Lipsitch acknowledges that flu-like illness data also are not without their issues. For one, it is imprecise in that it only picks up the sickest people, or at least those who wind up in hospital emergency rooms. Another challenge is that flu-like illness data are reported as a percentage of total visits rather than a total number — and trips to the emergency room for everyday accidents like car wrecks might be down due to stay-at-home orders. That could skew the data upwards.
But he also said Florida officials cut off the data stream just as it was growing increasingly useful — at the end of cold and flu season, when COVID-19 cases are likelier to make up a significant proportion of people with flu-like symptoms.
“It’s probably becoming a better and better indicator of COVID activity,” he said.
The Department of Health and the CDC have not yet responded to questions about the impacts of the state’s decision to stop sharing the data.
Aside from the change in its weekly reports, Florida had already come under scrutiny from public health experts because it is the only state in the nation not making information about influenza-like illness publicly available through a Center for Disease Control and Prevention data portal used by academics, said Nicholas Reich, a professor of biostatistics and epidemiology at the University of Massachusetts Amherst.
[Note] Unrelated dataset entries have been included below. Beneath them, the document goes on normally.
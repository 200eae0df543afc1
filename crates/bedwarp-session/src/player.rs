//! Players: verified identities bound to a live connection.

use std::fmt;
use std::net::SocketAddr;
use std::sync::Arc;

use bedwarp_transport::ConnectionId;
use p384::ecdsa::VerifyingKey;
use tokio::sync::Notify;
use uuid::Uuid;

use crate::Identity;

/// Stable identity key: the XUID, or the identity UUID for offline
/// clients.
#[derive(Debug, Clone, PartialEq, Eq, Hash, PartialOrd, Ord)]
pub struct PlayerId(String);

impl PlayerId {
    pub fn new(id: impl Into<String>) -> Self {
        Self(id.into())
    }

    pub fn as_str(&self) -> &str {
        &self.0
    }
}

impl fmt::Display for PlayerId {
    fn fmt(&self, f: &mut fmt::Formatter<'_>) -> fmt::Result {
        f.write_str(&self.0)
    }
}

/// Non-owning reference from a player back to the connection serving it.
///
/// The connection itself belongs to its handler task. The handle only
/// identifies it and lets other parties ask it to leave.
#[derive(Debug, Clone)]
pub struct SessionHandle {
    conn_id: ConnectionId,
    peer_addr: SocketAddr,
    evicted: Arc<Notify>,
}

impl SessionHandle {
    pub fn new(conn_id: ConnectionId, peer_addr: SocketAddr) -> Self {
        Self { conn_id, peer_addr, evicted: Arc::new(Notify::new()) }
    }

    pub fn conn_id(&self) -> ConnectionId {
        self.conn_id
    }

    pub fn peer_addr(&self) -> SocketAddr {
        self.peer_addr
    }

    /// Asks the owning connection to disconnect. The request is kept if
    /// the connection is not currently waiting for it.
    pub fn evict(&self) {
        self.evicted.notify_one();
    }

    /// Completes once [`evict`](Self::evict) has been called.
    pub async fn evicted(&self) {
        self.evicted.notified().await;
    }
}

/// A connected, verified client.
#[derive(Debug)]
pub struct Player {
    id: PlayerId,
    display_name: String,
    xuid: String,
    identity: Uuid,
    public_key: VerifyingKey,
    session: SessionHandle,
}

impl Player {
    pub fn new(identity: Identity, session: SessionHandle) -> Self {
        Self {
            id: identity.player_id(),
            display_name: identity.display_name,
            xuid: identity.xuid,
            identity: identity.identity,
            public_key: identity.public_key,
            session,
        }
    }

    pub fn id(&self) -> &PlayerId {
        &self.id
    }

    pub fn display_name(&self) -> &str {
        &self.display_name
    }

    pub fn xuid(&self) -> &str {
        &self.xuid
    }

    pub fn identity(&self) -> Uuid {
        self.identity
    }

    pub fn public_key(&self) -> &VerifyingKey {
        &self.public_key
    }

    pub fn session(&self) -> &SessionHandle {
        &self.session
    }

    /// Whether this player is served by the given connection.
    pub fn is_on(&self, conn_id: ConnectionId) -> bool {
        self.session.conn_id == conn_id
    }
}
//! Per-connection handler: login, resource packs, and handoff.
//!
//! Each accepted connection gets its own Tokio task running this handler.
//! The flow is:
//!   1. RequestNetworkSettings → NetworkSettings, compression on
//!   2. Login → verify identity → register player → LoginSuccess + pack info
//!   3. Resource pack responses → pack stack, then StartGame + PlayerSpawn
//!   4. SetLocalPlayerAsInitialized → Transfer to the backing server
//!
//! Every wait is bounded by the idle timeout of the current state. Packets
//! that arrive in the wrong state are ignored.

use std::sync::Arc;
use std::time::Duration;

use bedwarp_protocol::packets::{
    Disconnect, Login, NetworkSettings, PlayStatus, PlayStatusKind, ResourcePackClientResponse,
    ResourcePackStack, ResourcePackStatus, ResourcePacksInfo, StartGame, Transfer,
};
use bedwarp_protocol::{decode_batch, encode_batch, Compression, InboundPacket, OutboundPacket};
use bedwarp_session::{Authenticator, Player, SessionHandle, SessionRegistry};
use bedwarp_transport::{Connection, ConnectionId, TransportError};
use tracing::{debug, info, trace, warn};

use crate::config::SessionTimeouts;
use crate::server::{stopped, ProxyState};
use crate::BedwarpError;

/// Disconnect message keys. The client translates them.
pub mod reason {
    pub const CANT_CONNECT: &str = "disconnectionScreen.internalError.cantConnect";
    pub const RESOURCE_PACK: &str = "disconnectionScreen.resourcePack";
    pub const TIMEOUT: &str = "disconnectionScreen.timeout";
    pub const LOGGED_IN_ELSEWHERE: &str = "disconnectionScreen.loggedinOtherLocation";
    pub const SERVER_CLOSED: &str = "disconnectionScreen.serverClosed";
}

/// Where a connection is in the login sequence.
#[derive(Debug, Clone, Copy, PartialEq, Eq)]
pub(crate) enum LoginState {
    AwaitingLogin,
    AwaitingResourcePackResponse,
    Initialized,
    /// Terminal: the client has been told to reconnect elsewhere.
    Forwarded,
}

impl LoginState {
    fn name(self) -> &'static str {
        match self {
            Self::AwaitingLogin => "awaiting login",
            Self::AwaitingResourcePackResponse => "awaiting resource pack response",
            Self::Initialized => "initialized",
            Self::Forwarded => "forwarded",
        }
    }

    fn idle_timeout(self, timeouts: &SessionTimeouts) -> Duration {
        match self {
            Self::AwaitingLogin => timeouts.login,
            Self::AwaitingResourcePackResponse => timeouts.resource_packs,
            Self::Initialized => timeouts.initialized,
            Self::Forwarded => timeouts.forwarded,
        }
    }
}

/// Removes the player from the registry when the handler exits, panics
/// included. Only the entry this connection owns is touched.
struct Registration {
    registry: Arc<SessionRegistry>,
    player: Arc<Player>,
}

impl Drop for Registration {
    fn drop(&mut self) {
        let conn_id = self.player.session().conn_id();
        if self.registry.remove_session(self.player.id(), conn_id).is_some() {
            debug!(%conn_id, player_id = %self.player.id(), "registration removed");
        }
    }
}

/// What woke the handler up.
enum Event {
    Payload(Vec<u8>),
    Closed,
    Idle,
    Evicted,
    ShuttingDown,
}

struct LoginSession<'a, C, A: Authenticator> {
    conn: &'a C,
    state: &'a ProxyState<A>,
    conn_id: ConnectionId,
    phase: LoginState,
    compression: Compression,
    version_reported: bool,
    registration: Option<Registration>,
}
“In times like this, not having that raw data easily available to researchers limits our ability to analyze and report effectively on emerging trends of respiratory infections in Florida,” he said.
Data on influenza-like illness are an important indicator of how much respiratory illness is circulating in the population at a given time, Reich added.
“In the public health community, it is one of the most widely used metrics for monitoring the typical ‘flu season,’” he said.
Researchers are monitoring the data right now to determine how much “excess respiratory illness” might exist, Reich added.
“Especially in the context of the U.S. not having had a lot of testing capacity to date, these data are critical for understanding how COVID-19 is spreading across the U.S.,” he said.